Sumado a ello, se  advierte que en curso de la audiencia pública celebrada el 6  de febrero de 2018, la Fiscalía reseñó la  pertinencia y la conducencia de sus solicitudes probatorias, en tanto  señaló qué pretende probar con cada una de ellas  y las razones por las que resultan determinantes para acreditar que  JHOAN FEISAR DELGADO CARANTÓN es responsable de la conducta de  inasistencia alimentaria.  

En  consecuencia, se confirmará el fallo impugnado.  

En mérito  de lo expuesto, la Sala de Decisión de Tutelas N° 2 de la  Sala de Casación Penal de la Corte Suprema de Justicia,  administrando justicia en nombre de la República y por  autoridad de la Ley,  

RESUELVE:  

            

1. CONFIRMAR          la sentencia del          21 de marzo de 2018, mediante la cual la Sala Penal del Tribunal          Superior de San Gil negó la acción de tutela          interpuesta por          JHON FEISAR DELGADO CARANTÓN.  

2.        NOTIFICAR  esta  providencia de conformidad con el artículo 30 del Decreto 2591  de 1991.  

3.        REMITIR  el  expediente a la Corte Constitucional para su eventual revisión.  

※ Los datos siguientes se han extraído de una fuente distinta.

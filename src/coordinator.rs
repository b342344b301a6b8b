//! Coordinator (spec §4.8): owns the options, drives byte source -> transcoder
//! -> block splitter sequentially (this stage cannot be parallelized: carry
//! tails make each read depend on the last), then fans the per-row parse and
//! convert work out across a worker pool when `use_threads` is set.
//!
//! Schema inference runs over the *entire* input rather than just the first
//! chunk (see DESIGN.md): `DataType::promote` is commutative and
//! associative, so folding every chunk's observations into the registry in
//! any order (sequential or parallel) reaches the same final type. That
//! sidesteps mid-stream widening rewrites entirely and is what makes
//! `use_threads` true/false produce byte-identical tables (spec §8,
//! invariant 6).

use std::collections::HashSet;
use std::sync::Arc;

use arrow::array::ArrayRef;
use arrow::datatypes::{Field, Schema};
use arrow::record_batch::RecordBatch;
use parking_lot::RwLock;
use rayon::prelude::*;
use snafu::ResultExt;

use crate::builder::ColumnBuilder;
use crate::convert::{Value, ValueConverter};
use crate::error::{ArrowSnafu, Result};
use crate::infer::TypeInferencer;
use crate::options::{ConvertOptions, ParseOptions, ReadOptions};
use crate::row::{FieldSlice, RowParser};
use crate::schema::SchemaRegistry;
use crate::source::ByteSource;
use crate::splitter::{BlockSplitter, Row};
use crate::transcode::Transcoder;

/// One byte-source read's worth of already row-split, already field-split
/// data rows, the parallelism granularity (spec glossary: "Block").
struct ParsedChunk {
    rows: Vec<Vec<FieldSlice>>,
}

pub struct Coordinator {
    parse_options: ParseOptions,
    read_options: ReadOptions,
    convert_options: ConvertOptions,
}

impl Coordinator {
    pub fn new(
        parse_options: ParseOptions,
        read_options: ReadOptions,
        convert_options: ConvertOptions,
    ) -> Self {
        Self {
            parse_options,
            read_options,
            convert_options,
        }
    }

    pub fn run(&self, mut source: impl ByteSource) -> Result<RecordBatch> {
        self.read_options.validate()?;

        let (column_names, chunks) = self.read_and_split(&mut source)?;
        let registry = self.infer_schema(&column_names, &chunks);
        let converted = self.convert_chunks(&column_names, &registry, &chunks)?;
        self.assemble(&column_names, &registry, converted)
    }

    /// Sequential producer stage: reads blocks, transcodes, splits into
    /// rows, and consumes header/skip_rows/empty-line rules from the row
    /// stream. Returns the resolved column names and the surviving data
    /// rows, field-split and grouped by source read.
    fn read_and_split(
        &self,
        source: &mut impl ByteSource,
    ) -> Result<(Vec<String>, Vec<ParsedChunk>)> {
        let encoding_spec = self.read_options.encoding_spec();
        let mut transcoder = Transcoder::try_new(&encoding_spec)?;
        let mut splitter = BlockSplitter::new();
        let row_parser = RowParser::new(
            self.parse_options.field_widths(),
            &self.parse_options.skip_columns,
        );
        let unfiltered_skip = HashSet::new();
        let header_parser = RowParser::new(self.parse_options.field_widths(), &unfiltered_skip);

        let has_explicit_names = self.read_options.has_explicit_column_names();
        let mut column_names: Vec<String> = if has_explicit_names {
            self.read_options
                .column_names
                .iter()
                .enumerate()
                .filter(|(i, _)| !self.parse_options.skip_columns.contains(i))
                .map(|(_, name)| name.clone())
                .collect()
        } else {
            Vec::new()
        };

        let header_rows_total = if has_explicit_names {
            0
        } else {
            self.parse_options.header_rows
        };
        let mut header_rows_remaining = header_rows_total;
        let mut skip_rows_remaining = self.read_options.skip_rows;

        let mut chunks = Vec::new();
        let mut eof = false;
        while !eof {
            let (block, block_eof) = source.read_block(self.read_options.block_size)?;
            eof = block_eof;
            // `Transcoder::transcode_block` already re-processes an
            // undersized output buffer internally by growing it and
            // resuming from the unconsumed tail of the block (spec §4.2);
            // a BufferTooSmall that still escapes that is the pathological
            // case spec §7 allows to surface rather than retry.
            let utf8 = transcoder.transcode_block(
                &block,
                eof,
                self.read_options.buffer_safety_factor,
                self.read_options.block_size,
            )?;
            let rows = splitter.split_block(&utf8, eof);

            let mut data_rows = Vec::with_capacity(rows.len());
            for row in rows {
                if self.parse_options.ignore_empty_lines && row.bytes.is_empty() {
                    continue;
                }
                if header_rows_remaining > 0 {
                    if header_rows_remaining == header_rows_total {
                        column_names = header_names(
                            &row,
                            &header_parser,
                            &self.parse_options.skip_columns,
                        );
                    }
                    header_rows_remaining -= 1;
                    continue;
                }
                if skip_rows_remaining > 0 {
                    skip_rows_remaining -= 1;
                    continue;
                }
                data_rows.push(row_parser.parse(&row.bytes));
            }
            chunks.push(ParsedChunk { rows: data_rows });
        }

        Ok((column_names, chunks))
    }

    fn infer_schema(&self, column_names: &[String], chunks: &[ParsedChunk]) -> SchemaRegistry {
        let mut registry = SchemaRegistry::new(column_names.to_vec());
        let declared: HashSet<&str> = self
            .convert_options
            .column_types
            .keys()
            .map(String::as_str)
            .collect();
        for (name, declared_type) in &self.convert_options.column_types {
            registry.set_declared(name, *declared_type);
        }

        let inferencer = TypeInferencer::new(&self.convert_options);
        let registry_lock = RwLock::new(registry);
        let observe_chunk = |chunk: &ParsedChunk| {
            for row in &chunk.rows {
                for (slice, name) in row.iter().zip(column_names.iter()) {
                    if declared.contains(name.as_str()) {
                        continue;
                    }
                    inferencer.observe(&mut registry_lock.write(), name, slice.trimmed());
                }
            }
        };

        if self.read_options.use_threads {
            chunks.par_iter().for_each(observe_chunk);
        } else {
            chunks.iter().for_each(observe_chunk);
        }

        registry_lock.into_inner()
    }

    /// Converts every field, using each column's final resolved type.
    /// Because inference already folded in every chunk's observations, a
    /// value here is guaranteed to fit its column's type unless that type
    /// was declared (bypassing inference) rather than inferred.
    fn convert_chunks(
        &self,
        column_names: &[String],
        registry: &SchemaRegistry,
        chunks: &[ParsedChunk],
    ) -> Result<Vec<Vec<Vec<Value>>>> {
        let converter = ValueConverter::new(&self.convert_options);
        let mut row_offset = 0usize;
        let mut offsets = Vec::with_capacity(chunks.len());
        for chunk in chunks {
            offsets.push(row_offset);
            row_offset += chunk.rows.len();
        }

        let convert_chunk = |(chunk, &offset): (&ParsedChunk, &usize)| -> Result<Vec<Vec<Value>>> {
            chunk
                .rows
                .iter()
                .enumerate()
                .map(|(local_index, row)| {
                    row.iter()
                        .zip(column_names.iter())
                        .map(|(slice, name)| {
                            let target = registry.data_type(name);
                            converter.convert(offset + local_index, name, slice.as_bytes(), target)
                        })
                        .collect::<Result<Vec<_>>>()
                })
                .collect::<Result<Vec<_>>>()
        };

        if self.read_options.use_threads {
            chunks
                .par_iter()
                .zip(offsets.par_iter())
                .map(convert_chunk)
                .collect()
        } else {
            chunks.iter().zip(offsets.iter()).map(convert_chunk).collect()
        }
    }

    fn assemble(
        &self,
        column_names: &[String],
        registry: &SchemaRegistry,
        converted: Vec<Vec<Vec<Value>>>,
    ) -> Result<RecordBatch> {
        let total_rows: usize = converted.iter().map(Vec::len).sum();
        let mut builders: Vec<ColumnBuilder> = column_names
            .iter()
            .map(|name| ColumnBuilder::new(registry.data_type(name), total_rows))
            .collect();

        for chunk_rows in converted {
            for row in chunk_rows {
                for (column_index, value) in row.into_iter().enumerate() {
                    builders[column_index].append(value);
                }
            }
        }

        let fields: Vec<Field> = column_names
            .iter()
            .map(|name| Field::new(name, registry.data_type(name).to_arrow(), true))
            .collect();
        let schema = Arc::new(Schema::new(fields));
        let columns: Vec<ArrayRef> = builders.into_iter().map(ColumnBuilder::finalize).collect();

        RecordBatch::try_new(schema, columns).context(ArrowSnafu)
    }
}

/// Extracts trimmed field names from an unfiltered header row, then applies
/// `skip_columns` (spec §9: names are resolved from the unfiltered header,
/// filtered afterward).
fn header_names(row: &Row, header_parser: &RowParser, skip_columns: &HashSet<usize>) -> Vec<String> {
    header_parser
        .parse(&row.bytes)
        .iter()
        .enumerate()
        .filter(|(index, _)| !skip_columns.contains(index))
        .map(|(_, slice)| String::from_utf8_lossy(slice.trimmed()).into_owned())
        .collect()
}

NOTIFÍQUESE  Y CÚMPLASE.  

LUIS  ANTONIO HERNÁNDEZ BARBOSA  

Comisión  de servicios  

JOSÉ  LUIS BARCELÓ CAMACHO  

FERNANDO  ALBERTO CASTRO CABALLERO  

NUBIA YOLANDA  NOVA GARCÍA  

Secretaria  

1          Por medio de la cual se establece un procedimiento penal especial          abreviado y se regula la figura del acusador  privado.